In the Introduction, Hendren discusses the development of the scientific concept of an "average" person, as characterized by the 19th century French scientist Adolphe Quetelet, whose ideas led to the Body Mass Index. However, in the chapter Chair, she also notes that Gilbert Daniels, a Naval lieutenant, discovered there was no such thing in 1977.
"French statistician Adolphe Quetelet adapted the practice of scientific averaging—used by astronomers to minimize errors in measurement, for example—to the science of human traits made into statistics. Quetelet claimed that his idea of l’homme moyen, or 'the average man,' could be measured and therefore ranked, both in physical and in moral qualities."
(What Can a Body Do?, p. 11, emphasis added)
As an example of the lasting effects of Quetelet's scale to measure the average body, now known as the Body Mass Index, here are two recent articles from the medical field.

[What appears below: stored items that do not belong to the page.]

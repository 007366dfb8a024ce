pub mod config;
pub mod db;
pub mod error;
pub mod handlers;
pub mod middleware;
pub mod models;
pub mod repositories;
pub mod services;
pub mod state;
pub mod utils;
pub mod validation;

use axum::{
    extract::DefaultBodyLimit,
    http::Method,
    middleware as axum_middleware,
    routing::{get, post, put},
    Router,
};
use tower::ServiceBuilder;
use tower_http::{
    cors::{Any, CorsLayer},
    services::ServeDir,
    trace::TraceLayer,
};

use crate::state::AppState;
use crate::utils::uploads::MAX_REQUEST_BODY_BYTES;

/// Assembles the full router: public routes, authenticated routes, and the
/// reviewer-gated routes, plus static serving of stored attachments.
pub fn app(state: AppState) -> Router {
    // Public routes (no auth)
    let public_routes = Router::new()
        .route("/api/auth/register", post(handlers::auth::register))
        .route("/api/auth/login", post(handlers::auth::login))
        .route("/api/health", get(handlers::health::health));

    // Authenticated routes (any role)
    let user_routes = Router::new()
        .route(
            "/api/applications",
            post(handlers::applications::create_application)
                .get(handlers::applications::list_applications),
        )
        .route(
            "/api/applications/{id}",
            get(handlers::applications::get_application)
                .put(handlers::applications::update_application),
        )
        .route("/api/auth/profile", get(handlers::auth::profile))
        .route_layer(axum_middleware::from_fn_with_state(
            state.clone(),
            middleware::auth::auth,
        ));

    // Reviewer routes (auth + principal/admin role)
    let reviewer_routes = Router::new()
        .route(
            "/api/applications/stats",
            get(handlers::applications::get_application_stats),
        )
        .route(
            "/api/applications/{id}/status",
            put(handlers::applications::update_application_status),
        )
        .route_layer(axum_middleware::from_fn_with_state(
            state.clone(),
            middleware::auth::auth_reviewer,
        ));

    Router::new()
        .merge(public_routes)
        .merge(user_routes)
        .merge(reviewer_routes)
        .nest_service("/uploads", ServeDir::new(&state.config.upload_dir))
        .layer(
            ServiceBuilder::new()
                .layer(TraceLayer::new_for_http())
                .layer(axum_middleware::from_fn(middleware::request_id::request_id))
                .layer(
                    CorsLayer::new()
                        .allow_origin(Any)
                        .allow_methods([
                            Method::GET,
                            Method::POST,
                            Method::PUT,
                            Method::DELETE,
                            Method::OPTIONS,
                        ])
                        .allow_headers(Any)
                        .max_age(std::time::Duration::from_secs(24 * 60 * 60)),
                )
                .layer(DefaultBodyLimit::max(MAX_REQUEST_BODY_BYTES)),
        )
        .with_state(state)
}
#[cfg(test)]
mod tests {
    use super::*;
    use crate::models::application::{ApplicationStatus, ApplicationSubject, StatusCount};
    use crate::repositories::{MockApplicationRepositoryTrait, MockUserRepositoryTrait};

    fn service(
        applications: MockApplicationRepositoryTrait,
        users: MockUserRepositoryTrait,
    ) -> ApplicationService {
        ApplicationService::new(Arc::new(applications), Arc::new(users), chrono_tz::UTC)
    }

    fn with_owner(application: Application) -> ApplicationWithOwner {
        ApplicationWithOwner {
            application,
            owner_name: "Test User".to_string(),
            owner_email: "test@example.com".to_string(),
        }
    }

    fn pending_application(owner_id: &str) -> Application {
        Application::new(
            owner_id.to_string(),
            ApplicationSubject::SickLeave,
            "need two days off".to_string(),
            vec![],
        )
    }

    fn returned_application(owner_id: &str) -> Application {
        let mut application = pending_application(owner_id);
        application.apply_decision(
            ReviewDecision::Returned,
            Some("incomplete".to_string()),
            chrono::Utc::now(),
        );
        application
    }

    #[tokio::test]
    async fn list_scopes_plain_users_to_their_own_applications() {
        let mut applications = MockApplicationRepositoryTrait::new();
        applications.expect_find_all().never();
        applications
            .expect_find_by_owner()
            .withf(|owner_id| owner_id == "user-1")
            .times(1)
            .returning(|_| Ok(vec![]));

        let service = service(applications, MockUserRepositoryTrait::new());
        let result = service.list(&UserRole::User, "user-1").await.unwrap();
        assert!(result.is_empty());
    }

    #[tokio::test]
    async fn list_gives_reviewers_every_application() {
        for role in [UserRole::Principal, UserRole::Admin] {
            let mut applications = MockApplicationRepositoryTrait::new();
            applications.expect_find_by_owner().never();
            applications
                .expect_find_all()
                .times(1)
                .returning(|| Ok(vec![with_owner(pending_application("someone-else"))]));

            let service = service(applications, MockUserRepositoryTrait::new());
            let result = service.list(&role, "reviewer-1").await.unwrap();
            assert_eq!(result.len(), 1);
        }
    }

    #[tokio::test]
    async fn get_denies_a_plain_user_reading_a_foreign_application() {
        let mut applications = MockApplicationRepositoryTrait::new();
        applications
            .expect_find_by_id()
            .returning(|_| Ok(Some(with_owner(pending_application("owner-a")))));

        let service = service(applications, MockUserRepositoryTrait::new());
        let err = service
            .get(&UserRole::User, "other-user", "app-1")
            .await
            .unwrap_err();
        assert!(matches!(err, AppError::Forbidden(_)));
    }

    #[tokio::test]
    async fn get_lets_reviewers_read_any_application() {
        let mut applications = MockApplicationRepositoryTrait::new();
        applications
            .expect_find_by_id()
            .returning(|_| Ok(Some(with_owner(pending_application("owner-a")))));

        let service = service(applications, MockUserRepositoryTrait::new());
        let found = service
            .get(&UserRole::Admin, "admin-1", "app-1")
            .await
            .unwrap();
        assert_eq!(found.application.owner_id, "owner-a");
    }

    #[tokio::test]
    async fn get_reports_not_found_for_unknown_ids() {
        let mut applications = MockApplicationRepositoryTrait::new();
        applications.expect_find_by_id().returning(|_| Ok(None));

        let service = service(applications, MockUserRepositoryTrait::new());
        let err = service
            .get(&UserRole::Admin, "admin-1", "missing")
            .await
            .unwrap_err();
        assert!(matches!(err, AppError::NotFound(_)));
    }

    #[tokio::test]
    async fn submit_rejects_an_overlong_message_without_touching_the_repository() {
        let mut applications = MockApplicationRepositoryTrait::new();
        applications.expect_create().never();

        let service = service(applications, MockUserRepositoryTrait::new());
        let err = service
            .submit(
                "user-1",
                NewApplication {
                    subject: ApplicationSubject::Other,
                    message: "x".repeat(1001),
                    attachments: vec![],
                },
            )
            .await
            .unwrap_err();
        assert!(matches!(err, AppError::Validation(_)));
    }

    #[tokio::test]
    async fn submit_creates_a_pending_application() {
        let mut applications = MockApplicationRepositoryTrait::new();
        applications
            .expect_create()
            .withf(|application| {
                application.status == ApplicationStatus::Pending
                    && application.decided_at.is_none()
                    && application.owner_id == "user-1"
            })
            .times(1)
            .returning(|application| Ok(application.clone()));
        applications
            .expect_find_by_id()
            .returning(|_| Ok(Some(with_owner(pending_application("user-1")))));

        let service = service(applications, MockUserRepositoryTrait::new());
        let created = service
            .submit(
                "user-1",
                NewApplication {
                    subject: ApplicationSubject::SickLeave,
                    message: "need two days off".to_string(),
                    attachments: vec![],
                },
            )
            .await
            .unwrap();
        assert_eq!(created.application.status, ApplicationStatus::Pending);
    }

    #[tokio::test]
    async fn decide_requires_a_reviewer_role() {
        let mut applications = MockApplicationRepositoryTrait::new();
        applications.expect_find_by_id().never();
        applications.expect_update().never();

        let service = service(applications, MockUserRepositoryTrait::new());
        let err = service
            .decide(&UserRole::User, "app-1", ReviewDecision::Approved, None)
            .await
            .unwrap_err();
        assert!(matches!(err, AppError::Forbidden(_)));
    }

    #[tokio::test]
    async fn decide_sets_status_comment_and_decision_timestamp() {
        let mut applications = MockApplicationRepositoryTrait::new();
        applications
            .expect_find_by_id()
            .returning(|_| Ok(Some(with_owner(pending_application("owner-a")))));
        applications
            .expect_update()
            .withf(|application| {
                application.status == ApplicationStatus::Returned
                    && application.reviewer_comment.as_deref() == Some("add a doctor's note")
                    && application.decided_at.is_some()
            })
            .times(1)
            .returning(|application| Ok(application.clone()));

        let service = service(applications, MockUserRepositoryTrait::new());
        service
            .decide(
                &UserRole::Principal,
                "app-1",
                ReviewDecision::Returned,
                Some("add a doctor's note".to_string()),
            )
            .await
            .unwrap();
    }

    #[tokio::test]
    async fn decide_rejects_an_overlong_comment() {
        let mut applications = MockApplicationRepositoryTrait::new();
        applications.expect_find_by_id().never();
        applications.expect_update().never();

        let service = service(applications, MockUserRepositoryTrait::new());
        let err = service
            .decide(
                &UserRole::Admin,
                "app-1",
                ReviewDecision::Rejected,
                Some("x".repeat(501)),
            )
            .await
            .unwrap_err();
        assert!(matches!(err, AppError::Validation(_)));
    }

    #[tokio::test]
    async fn an_already_approved_application_may_be_redecided() {
        let mut approved = pending_application("owner-a");
        approved.apply_decision(ReviewDecision::Approved, None, chrono::Utc::now());

        let mut applications = MockApplicationRepositoryTrait::new();
        applications
            .expect_find_by_id()
            .returning(move |_| Ok(Some(with_owner(approved.clone()))));
        applications
            .expect_update()
            .withf(|application| application.status == ApplicationStatus::Rejected)
            .times(1)
            .returning(|application| Ok(application.clone()));

        let service = service(applications, MockUserRepositoryTrait::new());
        service
            .decide(&UserRole::Admin, "app-1", ReviewDecision::Rejected, None)
            .await
            .unwrap();
    }

    #[tokio::test]
    async fn edit_is_limited_to_the_owner() {
        let mut applications = MockApplicationRepositoryTrait::new();
        applications
            .expect_find_by_id()
            .returning(|_| Ok(Some(with_owner(returned_application("owner-a")))));
        applications.expect_update().never();

        let service = service(applications, MockUserRepositoryTrait::new());
        let err = service
            .edit("other-user", "app-1", ApplicationUpdate::default())
            .await
            .unwrap_err();
        assert!(matches!(err, AppError::Forbidden(_)));
    }

    #[tokio::test]
    async fn edit_fails_unless_the_application_was_returned() {
        for status in [
            ReviewDecision::Approved,
            ReviewDecision::Rejected,
        ] {
            let mut decided = pending_application("owner-a");
            decided.apply_decision(status, None, chrono::Utc::now());

            let mut applications = MockApplicationRepositoryTrait::new();
            applications
                .expect_find_by_id()
                .returning(move |_| Ok(Some(with_owner(decided.clone()))));
            applications.expect_update().never();

            let service = service(applications, MockUserRepositoryTrait::new());
            let err = service
                .edit("owner-a", "app-1", ApplicationUpdate::default())
                .await
                .unwrap_err();
            assert!(matches!(err, AppError::InvalidState(_)));
        }

        // a pending application is just as un-editable
        let mut applications = MockApplicationRepositoryTrait::new();
        applications
            .expect_find_by_id()
            .returning(|_| Ok(Some(with_owner(pending_application("owner-a")))));
        applications.expect_update().never();

        let service = service(applications, MockUserRepositoryTrait::new());
        let err = service
            .edit("owner-a", "app-1", ApplicationUpdate::default())
            .await
            .unwrap_err();
        assert!(matches!(err, AppError::InvalidState(_)));
    }

    #[tokio::test]
    async fn edit_resubmits_and_clears_the_previous_decision() {
        let mut applications = MockApplicationRepositoryTrait::new();
        applications
            .expect_find_by_id()
            .returning(|_| Ok(Some(with_owner(returned_application("owner-a")))));
        applications
            .expect_update()
            .withf(|application| {
                application.status == ApplicationStatus::Pending
                    && application.reviewer_comment.is_none()
                    && application.decided_at.is_none()
                    && application.message == "now with the note attached"
            })
            .times(1)
            .returning(|application| Ok(application.clone()));

        let service = service(applications, MockUserRepositoryTrait::new());
        service
            .edit(
                "owner-a",
                "app-1",
                ApplicationUpdate {
                    message: Some("now with the note attached".to_string()),
                    ..Default::default()
                },
            )
            .await
            .unwrap();
    }

    #[tokio::test]
    async fn edit_validates_a_replacement_message() {
        let mut applications = MockApplicationRepositoryTrait::new();
        applications
            .expect_find_by_id()
            .returning(|_| Ok(Some(with_owner(returned_application("owner-a")))));
        applications.expect_update().never();

        let service = service(applications, MockUserRepositoryTrait::new());
        let err = service
            .edit(
                "owner-a",
                "app-1",
                ApplicationUpdate {
                    message: Some(String::new()),
                    ..Default::default()
                },
            )
            .await
            .unwrap_err();
        assert!(matches!(err, AppError::Validation(_)));
    }

    #[tokio::test]
    async fn stats_are_reviewer_only() {
        let mut applications = MockApplicationRepositoryTrait::new();
        applications.expect_count_by_status().never();

        let service = service(applications, MockUserRepositoryTrait::new());
        let err = service.stats(&UserRole::User).await.unwrap_err();
        assert!(matches!(err, AppError::Forbidden(_)));
    }

    #[tokio::test]
    async fn stats_aggregate_counts_and_user_totals() {
        let mut applications = MockApplicationRepositoryTrait::new();
        applications.expect_count_by_status().returning(|| {
            Ok(vec![
                StatusCount {
                    status: ApplicationStatus::Pending,
                    count: 4,
                },
                StatusCount {
                    status: ApplicationStatus::Returned,
                    count: 1,
                },
            ])
        });
        let mut users = MockUserRepositoryTrait::new();
        users
            .expect_count_by_role()
            .withf(|role| *role == UserRole::User)
            .returning(|_| Ok(9));

        let service = service(applications, users);
        let stats = service.stats(&UserRole::Principal).await.unwrap();
        assert_eq!(stats.total, 5);
        assert_eq!(stats.total_users, 9);
        assert_eq!(stats.pending, 4);
        assert_eq!(stats.returned, 1);
        assert_eq!(stats.approved, 0);
        assert_eq!(stats.rejected, 0);
    }
}
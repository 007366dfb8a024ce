use axum::{
    extract::{Extension, State},
    http::StatusCode,
    Json,
};
use validator::Validate;

use crate::{
    error::AppError,
    models::user::{LoginRequest, LoginResponse, RegisterRequest, User, UserResponse},
    state::AppState,
    utils::{
        jwt::create_access_token,
        password::{hash_password, verify_password},
    },
};

pub async fn register(
    State(state): State<AppState>,
    Json(payload): Json<RegisterRequest>,
) -> Result<(StatusCode, Json<LoginResponse>), AppError> {
    payload.validate()?;

    if state.users.find_by_email(&payload.email).await?.is_some() {
        return Err(AppError::Conflict(
            "Email is already registered".to_string(),
        ));
    }

    let password_hash = hash_password(&payload.password)?;
    let user = User::new(
        payload.name,
        payload.email,
        password_hash,
        payload.role.unwrap_or_default(),
    );
    let user = state.users.create(&user).await?;

    let token = issue_token(&state, &user)?;
    Ok((
        StatusCode::CREATED,
        Json(LoginResponse {
            token,
            user: UserResponse::from(user),
        }),
    ))
}

pub async fn login(
    State(state): State<AppState>,
    Json(payload): Json<LoginRequest>,
) -> Result<Json<LoginResponse>, AppError> {
    let user = state
        .users
        .find_by_email(&payload.email)
        .await?
        .ok_or_else(invalid_credentials)?;

    let matches = verify_password(&payload.password, &user.password_hash)?;
    if !matches {
        return Err(invalid_credentials());
    }

    let token = issue_token(&state, &user)?;
    Ok(Json(LoginResponse {
        token,
        user: UserResponse::from(user),
    }))
}

pub async fn profile(Extension(user): Extension<User>) -> Json<UserResponse> {
    Json(UserResponse::from(user))
}

fn issue_token(state: &AppState, user: &User) -> Result<String, AppError> {
    let token = create_access_token(
        user.id.clone(),
        user.email.clone(),
        user.role.as_str().to_string(),
        &state.config.jwt_secret,
        state.config.jwt_expiration_hours,
    )?;
    Ok(token)
}

fn invalid_credentials() -> AppError {
    AppError::Unauthorized("Invalid email or password".to_string())
}
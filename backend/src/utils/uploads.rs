//! Disk-backed attachment store.
//!
//! Accepts uploaded files under the constraints the review workflow imposes
//! (PDF/DOC/DOCX, at most 5 MB each, at most 5 per request) and returns the
//! generated filenames used as stable attachment references. Stored files
//! are served back under the `/uploads` static path.

use std::path::{Path, PathBuf};

use uuid::Uuid;

use crate::error::AppError;
use crate::validation::rules;

pub const MAX_FILE_BYTES: usize = 5 * 1024 * 1024;
pub const MAX_FILES_PER_REQUEST: usize = rules::MAX_ATTACHMENTS_PER_REQUEST;

/// Upper bound for a whole multipart request body: the maximum number of
/// files at their maximum size, plus headroom for the text fields and
/// multipart framing.
pub const MAX_REQUEST_BODY_BYTES: usize = MAX_FILES_PER_REQUEST * MAX_FILE_BYTES + 2 * 1024 * 1024;

const ALLOWED_MIME_TYPES: [&str; 3] = [
    "application/pdf",
    "application/msword",
    "application/vnd.openxmlformats-officedocument.wordprocessingml.document",
];

/// A file received in a multipart request, buffered in memory before it is
/// validated and persisted.
#[derive(Debug, Clone)]
pub struct UploadedFile {
    pub original_name: String,
    pub content_type: String,
    pub bytes: Vec<u8>,
}

pub fn is_allowed_mime(content_type: &str) -> bool {
    ALLOWED_MIME_TYPES.contains(&content_type)
}

#[derive(Debug, Clone)]
pub struct AttachmentStore {
    root: PathBuf,
}

impl AttachmentStore {
    pub fn new(root: impl Into<PathBuf>) -> Self {
        Self { root: root.into() }
    }

    /// Validates and persists a batch of uploaded files, returning the
    /// stored filenames in upload order.
    ///
    /// The batch is all-or-nothing: every file is checked against the
    /// count/type/size constraints before anything touches the disk, and a
    /// failed write removes the files already written, so callers never see
    /// a partially stored batch.
    pub async fn store_all(&self, files: Vec<UploadedFile>) -> Result<Vec<String>, AppError> {
        validate_batch(&files)?;

        if files.is_empty() {
            return Ok(Vec::new());
        }

        tokio::fs::create_dir_all(&self.root)
            .await
            .map_err(|e| AppError::InternalServerError(e.into()))?;

        let mut stored = Vec::with_capacity(files.len());
        for file in files {
            let name = stored_file_name(&file.original_name);
            if let Err(err) = tokio::fs::write(self.root.join(&name), &file.bytes).await {
                self.remove_all(&stored).await;
                return Err(AppError::InternalServerError(err.into()));
            }
            stored.push(name);
        }
        Ok(stored)
    }

    /// Best-effort removal of previously stored files.
    pub async fn remove_all(&self, names: &[String]) {
        for name in names {
            if let Err(err) = tokio::fs::remove_file(self.root.join(name)).await {
                tracing::warn!(file = %name, error = %err, "failed to remove stored attachment");
            }
        }
    }
}

fn validate_batch(files: &[UploadedFile]) -> Result<(), AppError> {
    rules::validate_attachment_count(files.len())?;
    for file in files {
        if !is_allowed_mime(&file.content_type) {
            return Err(AppError::BadRequest(
                "Only PDF and DOC files are allowed".to_string(),
            ));
        }
        if file.bytes.len() > MAX_FILE_BYTES {
            return Err(AppError::BadRequest(
                "File size too large. Maximum size is 5MB.".to_string(),
            ));
        }
    }
    Ok(())
}

fn stored_file_name(original_name: &str) -> String {
    format!(
        "files-{}{}",
        Uuid::new_v4(),
        extension_of(original_name)
    )
}

fn extension_of(name: &str) -> String {
    Path::new(name)
        .extension()
        .map(|ext| format!(".{}", ext.to_string_lossy()))
        .unwrap_or_default()
}
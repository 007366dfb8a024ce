use axum::{
    extract::{Request, State},
    http::header,
    middleware::Next,
    response::Response,
};

use crate::{error::AppError, models::user::User, state::AppState, utils::jwt::verify_access_token};

pub async fn auth(
    State(state): State<AppState>,
    mut request: Request,
    next: Next,
) -> Result<Response, AppError> {
    let user = authenticate_request(&state, request.headers()).await?;
    request.extensions_mut().insert(user.clone());

    let mut response = next.run(request).await;
    response.extensions_mut().insert(user);
    Ok(response)
}

// Auth + require a reviewer role for review-only routes
pub async fn auth_reviewer(
    State(state): State<AppState>,
    mut request: Request,
    next: Next,
) -> Result<Response, AppError> {
    let user = authenticate_request(&state, request.headers()).await?;
    if !user.is_reviewer() {
        return Err(AppError::Forbidden("Reviewer role required".to_string()));
    }

    request.extensions_mut().insert(user.clone());
    let mut response = next.run(request).await;
    response.extensions_mut().insert(user);
    Ok(response)
}

async fn authenticate_request(
    state: &AppState,
    headers: &axum::http::HeaderMap,
) -> Result<User, AppError> {
    let token = headers
        .get(header::AUTHORIZATION)
        .and_then(|value| value.to_str().ok())
        .and_then(parse_bearer_token)
        .ok_or_else(|| AppError::Unauthorized("Missing authentication token".to_string()))?;

    let claims = verify_access_token(token, &state.config.jwt_secret)
        .map_err(|_| AppError::Unauthorized("Invalid or expired token".to_string()))?;

    state
        .users
        .find_by_id(&claims.sub)
        .await?
        .ok_or_else(|| AppError::Unauthorized("Unknown user".to_string()))
}

fn parse_bearer_token(header: &str) -> Option<&str> {
    if let Some(rest) = header.strip_prefix("Bearer ") {
        return Some(rest);
    }
    if let Some(space_idx) = header.find(' ') {
        let (scheme, rest) = header.split_at(space_idx);
        if scheme.eq_ignore_ascii_case("bearer") {
            return Some(rest.trim_start());
        }
    }
    None
}
//! In-memory state of the page for one load, plus the loading/error helpers.
//!
//! Every lifecycle step mutates a [`PageState`]; the HTML shell is only produced
//! from it at the very end (see `template`).

use std::ops::{Deref, DerefMut};

/// Banner text for any load failure, whatever the cause.
pub const LOAD_ERROR_MESSAGE: &str = "エラーが発生しました。時間をおいて再度お試しください。";

#[derive(Debug, Clone, PartialEq, Eq)]
pub struct PageState {
    pub loading_visible: bool,
    pub main_visible: bool,
    pub error_banner: Option<String>,
    pub picture_src: String,
    pub user_name: String,
    pub rank_text: String,
    pub content_list: ContentList,
    pub form: ConsultationForm,
    /// Blocking alerts raised by the page, oldest first.
    pub alerts: Vec<String>,
}

#[derive(Debug, Clone, PartialEq, Eq)]
pub enum ContentList {
    /// Nothing rendered yet.
    Pending,
    Empty(String),
    Cards(Vec<Card>),
}

/// One outbound content link as shown in the list.
#[derive(Debug, Clone, PartialEq, Eq)]
pub struct Card {
    pub href: String,
    pub icon: &'static str,
    pub title: String,
    pub type_text: String,
}

#[derive(Debug, Clone, PartialEq, Eq)]
pub struct ConsultationForm {
    pub draft: String,
    pub submit_disabled: bool,
    pub status: Option<StatusLine>,
    pub trigger: Option<Trigger>,
    /// Verified token the form posts back so the next load can resolve the same viewer.
    pub access_token: Option<String>,
}

/// How the submit control hands control to the submitter.
#[derive(Debug, Clone, Copy, PartialEq, Eq)]
pub enum Trigger {
    FormSubmit,
    ButtonClick,
}

#[derive(Debug, Clone, PartialEq, Eq)]
pub struct StatusLine {
    pub text: String,
    pub tone: StatusTone,
}

#[derive(Debug, Clone, Copy, PartialEq, Eq)]
pub enum StatusTone {
    Error,
    Pending,
    Success,
}

impl StatusTone {
    pub fn color(self) -> &'static str {
        match self {
            StatusTone::Error => "#e74c3c",
            StatusTone::Pending => "#3498db",
            StatusTone::Success => "#2ecc71",
        }
    }
}

impl Default for PageState {
    fn default() -> Self {
        Self {
            loading_visible: true,
            main_visible: false,
            error_banner: None,
            picture_src: String::new(),
            user_name: String::new(),
            rank_text: String::new(),
            content_list: ContentList::Pending,
            form: ConsultationForm {
                draft: String::new(),
                submit_disabled: false,
                status: None,
                trigger: None,
                access_token: None,
            },
            alerts: Vec::new(),
        }
    }
}

impl PageState {
    /// A freshly loaded page with the viewer's draft already typed in.
    pub fn with_draft(draft: impl Into<String>) -> Self {
        let mut page = Self::default();
        page.form.draft = draft.into();
        page
    }

    /// Swap the loading placeholder for the main content. Idempotent.
    pub fn hide_loading(&mut self) {
        self.loading_visible = false;
        self.main_visible = true;
    }

    /// Show `message` in the error banner; leaves every other region alone.
    pub fn display_error(&mut self, message: impl Into<String>) {
        self.error_banner = Some(message.into());
    }

    pub fn set_status(&mut self, text: impl Into<String>, tone: StatusTone) {
        self.form.status = Some(StatusLine {
            text: text.into(),
            tone,
        });
    }

    pub fn alert(&mut self, message: impl Into<String>) {
        self.alerts.push(message.into());
    }

    pub fn cards(&self) -> &[Card] {
        match &self.content_list {
            ContentList::Cards(cards) => cards.as_slice(),
            _ => &[],
        }
    }
}

/// Holds the page in its loading state; dropping it always reveals the main content.
pub struct LoadingGuard<'a> {
    page: &'a mut PageState,
}

impl<'a> LoadingGuard<'a> {
    pub fn acquire(page: &'a mut PageState) -> Self {
        page.loading_visible = true;
        Self { page }
    }
}

impl Deref for LoadingGuard<'_> {
    type Target = PageState;

    fn deref(&self) -> &PageState {
        &*self.page
    }
}

impl DerefMut for LoadingGuard<'_> {
    fn deref_mut(&mut self) -> &mut PageState {
        &mut *self.page
    }
}

impl Drop for LoadingGuard<'_> {
    fn drop(&mut self) {
        self.page.hide_loading();
    }
}

/// Disables the submit control while held; re-enabled on every exit path.
pub struct SubmitLock<'a> {
    page: &'a mut PageState,
}

impl<'a> SubmitLock<'a> {
    pub fn acquire(page: &'a mut PageState) -> Self {
        page.form.submit_disabled = true;
        Self { page }
    }
}

impl Deref for SubmitLock<'_> {
    type Target = PageState;

    fn deref(&self) -> &PageState {
        &*self.page
    }
}

impl DerefMut for SubmitLock<'_> {
    fn deref_mut(&mut self) -> &mut PageState {
        &mut *self.page
    }
}

impl Drop for SubmitLock<'_> {
    fn drop(&mut self) {
        self.page.form.submit_disabled = false;
    }
}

In the 1970s, Lt. Gilbert Daniels tried to ascertain how the military's design choices worked for the average pilot but realized the fallacy of this goal:
“The tendency to think in terms of the ‘average man’ is a pitfall into which many persons blunder when attempting to apply human body size data to design problems. Actually it is virtually impossible to find an ‘average man’ in the Air Force population. This is not because of any unique traits of this group of men, but because of the great variability of bodily dimensions which is characteristic of all men. It in the intent of this Technical Note to point out and explain some of the factors that lead to the difficulties arising from the use of ‘average’ dimensions and to indicate to some extent how they may be avoided.”